What the task requires = State how many lines below hold the word "console". Give that number and no other text.

Supplied data Start Marker

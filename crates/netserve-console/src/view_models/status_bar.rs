//! Status Bar View Model

use crate::state::{AppState, StatusKind};
use ratatui::style::{Color, Modifier, Style};

#[derive(Debug, Clone)]
pub struct StatusBarViewModel {
    pub icon: &'static str,
    pub message: String,
    /// Formatted as "14:32:05"; empty for the idle hint
    pub timestamp: String,
    pub source: String,
    pub message_style: Style,
    pub bg_color: Color,
    /// Style for timestamp and source
    pub metadata_style: Style,
}

impl StatusBarViewModel {
    pub fn from_state(state: &AppState) -> Self {
        let theme = &state.theme;
        let metadata_style = Style::default().fg(theme.text_muted);

        match state.status_bar.latest() {
            Some(msg) => {
                let fg = match msg.kind {
                    StatusKind::Running => theme.status_running,
                    StatusKind::Success => theme.status_success,
                    StatusKind::Error => theme.status_error,
                    StatusKind::Warning => theme.status_warning,
                    StatusKind::Info => theme.status_info,
                };
                Self {
                    icon: msg.kind.icon(),
                    message: msg.message.clone(),
                    timestamp: msg.timestamp.format("%H:%M:%S").to_string(),
                    source: msg.source.clone(),
                    message_style: Style::default().fg(fg).add_modifier(Modifier::BOLD),
                    bg_color: theme.bg_primary,
                    metadata_style,
                }
            }
            None => {
                let hint = match state.session {
                    Some(_) => state
                        .keymap
                        .hint_for_command(crate::command_id::CommandId::CommandPaletteOpen)
                        .map(|hint| format!("Press {} for the command palette", hint))
                        .unwrap_or_default(),
                    None => format!("{} service console", state.config.company_name),
                };
                Self {
                    icon: "›",
                    message: hint,
                    timestamp: String::new(),
                    source: String::new(),
                    message_style: Style::default()
                        .fg(theme.text_muted)
                        .add_modifier(Modifier::ITALIC),
                    bg_color: theme.bg_primary,
                    metadata_style,
                }
            }
        }
    }
}

#[cfg(test)]
mod tests {
    use super::*;
    use crate::actions::StatusBarAction;
    use crate::reducers::status_bar_reducer::reduce_status_bar;

    #[test]
    fn test_idle_hint_before_login() {
        let state = AppState::default();
        let vm = StatusBarViewModel::from_state(&state);
        assert_eq!(vm.message, "NetServe SA service console");
        assert!(vm.timestamp.is_empty());
    }

    #[test]
    fn test_latest_message_is_shown() {
        let mut state = AppState::default();
        state.status_bar = reduce_status_bar(
            state.status_bar,
            &StatusBarAction::error("DNS down", "Palette"),
        );
        let vm = StatusBarViewModel::from_state(&state);
        assert_eq!(vm.message, "DNS down");
        assert_eq!(vm.source, "Palette");
        assert_eq!(vm.icon, StatusKind::Error.icon());
        assert_eq!(vm.timestamp.len(), 8);
    }
}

Supplied data End Marker

Task output = 3